認めるのが少し気後れするというか、自惚れているように思えて、かなり受入れ難い。
当然、そこもお見通しなのであろう月子教授は「別に気持ちを表明する必要はない。ただ、私はそう思ってるし、君もそれを否定する程自分の能力を過小評価していない事実があるというだけのことだよ」と言い切った。
「月子教授」
自分のことを月子教授が気遣ってくれるただそれだけのことに、感動で胸が熱くなる。
すると、月子教授は慌てた様子で「待て、待つんだ!」と声を張り上げた。
「え?」
意味がわからず、瞬きをすると、月子教授の表情が青ざめ始める。
「な、泣くな。泣くんじゃない。私は雪姉や花子と違って、そういうのは得意じゃないんだ!」
「ふぇ? 泣くぅ?」
慌てた月子教授の言葉で、心なしか声が震えていることに気付いた。
同時に、鼻が少しツンとしている気もする。
そう言えば視界も、少し歪んでいるし、確かに月子教授の言う通りなのかもしれないと思うと、ぶるっと身体が震えた。
「だから、待つんだ。ちょっと待て、泣くのは良くないぞ! いや、良くないわけではないか……だが、私が対応できないから、マズイわけで……」
目の前で月子教授がわたわたと動揺を色濃く見せ始めたからか、見ている側の私は急に冷静になる。
だが、自分が冷静になると、泣く寸前だったという事実が猛烈に恥ずかしくなってきて、思わず頭を抱えてしまった。
「お、お互い、なかったことにしよう」
「そう……ですね」
月子教授と頷き合った私は、お互いのために直前の出来事はなかったことにすることに決めた。
そして、月子教授は「……まあ、ともかくだ」と、仕切り直す。
「那美や彼女のような境遇の子が現れた場合に、記憶を維持できる手段の確立に希望が持てたと言うことだ」
「はい」
頷く私に月子教授も頷いてから、ニッと歯を出して笑った。
「便利そうなら私も愛用させてもらうよ」
そんな月子教授に、私は「まさか那美さんや教え子の私を、実験台にする気ですか?」とわざと尋ねてみる。
「那美はともかく、君は共同研究者だからね。
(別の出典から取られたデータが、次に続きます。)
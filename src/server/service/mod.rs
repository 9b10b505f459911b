//! Business logic services for the Keshav platform.
//!
//! Services coordinate repositories, the change feed, and scope resolution. The
//! attendance module holds the presence reconciliation engine shared by the marking
//! and summary screens.

pub mod attendance;
pub mod member;
pub mod registration;
pub mod roster;
pub mod scope;
use sea_orm_migration::{prelude::*, schema::*};

use crate::{m20260110_000003_member::Member, m20260110_000007_project_event::ProjectEvent};

static IDX_ATTENDANCE_RECORD_UNIQUE: &str = "idx_attendance_record_event_id_member_id";
static IDX_ATTENDANCE_RECORD_EVENT_ID: &str = "idx_attendance_record_event_id";
static FK_ATTENDANCE_RECORD_EVENT_ID: &str = "fk_attendance_record_event_id";
static FK_ATTENDANCE_RECORD_MEMBER_ID: &str = "fk_attendance_record_member_id";

#[derive(DeriveMigrationName)]
pub struct Migration;

#[async_trait::async_trait]
impl MigrationTrait for Migration {
    async fn up(&self, manager: &SchemaManager) -> Result<(), DbErr> {
        manager
            .create_table(
                Table::create()
                    .table(AttendanceRecord::Table)
                    .if_not_exists()
                    .col(pk_auto(AttendanceRecord::Id))
                    .col(integer(AttendanceRecord::EventId))
                    .col(integer(AttendanceRecord::MemberId))
                    .col(timestamp(AttendanceRecord::MarkedAt))
                    .to_owned(),
            )
            .await?;

        manager
            .create_index(
                Index::create()
                    .name(IDX_ATTENDANCE_RECORD_EVENT_ID)
                    .table(AttendanceRecord::Table)
                    .col(AttendanceRecord::EventId)
                    .to_owned(),
            )
            .await?;

        manager
            .create_index(
                Index::create()
                    .name(IDX_ATTENDANCE_RECORD_UNIQUE)
                    .table(AttendanceRecord::Table)
                    .col(AttendanceRecord::EventId)
                    .col(AttendanceRecord::MemberId)
                    .unique()
                    .to_owned(),
            )
            .await?;

        manager
            .create_foreign_key(
                ForeignKey::create()
                    .name(FK_ATTENDANCE_RECORD_EVENT_ID)
                    .from_tbl(AttendanceRecord::Table)
                    .from_col(AttendanceRecord::EventId)
                    .to_tbl(ProjectEvent::Table)
                    .to_col(ProjectEvent::Id)
                    .to_owned(),
            )
            .await?;

        manager
            .create_foreign_key(
                ForeignKey::create()
                    .name(FK_ATTENDANCE_RECORD_MEMBER_ID)
                    .from_tbl(AttendanceRecord::Table)
                    .from_col(AttendanceRecord::MemberId)
                    .to_tbl(Member::Table)
                    .to_col(Member::Id)
                    .to_owned(),
            )
            .await?;

        Ok(())
    }

    async fn down(&self, manager: &SchemaManager) -> Result<(), DbErr> {
        manager
            .drop_foreign_key(
                ForeignKey::drop()
                    .name(FK_ATTENDANCE_RECORD_MEMBER_ID)
                    .table(AttendanceRecord::Table)
                    .to_owned(),
            )
            .await?;

        manager
            .drop_foreign_key(
                ForeignKey::drop()
                    .name(FK_ATTENDANCE_RECORD_EVENT_ID)
                    .table(AttendanceRecord::Table)
                    .to_owned(),
            )
            .await?;

        manager
            .drop_index(
                Index::drop()
                    .name(IDX_ATTENDANCE_RECORD_UNIQUE)
                    .table(AttendanceRecord::Table)
                    .to_owned(),
            )
            .await?;

        manager
            .drop_index(
                Index::drop()
                    .name(IDX_ATTENDANCE_RECORD_EVENT_ID)
                    .table(AttendanceRecord::Table)
                    .to_owned(),
            )
            .await?;

        manager
            .drop_table(Table::drop().table(AttendanceRecord::Table).to_owned())
            .await?;

        Ok(())
    }
}

#[derive(DeriveIden)]
pub enum AttendanceRecord {
    Table,
    Id,
    EventId,
    MemberId,
    MarkedAt,
}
お互いに被検体を頑張ろう」
月子教授の返しに、私は苦笑して、差し出された手を握り返した。
お互いに、那美さんのためにと思っているし、そんな彼女を実験台にするつもりはお互いにない。
交わした握手でその事を確認し合った私は、月子教授とわかり合えていることを嬉しく思った。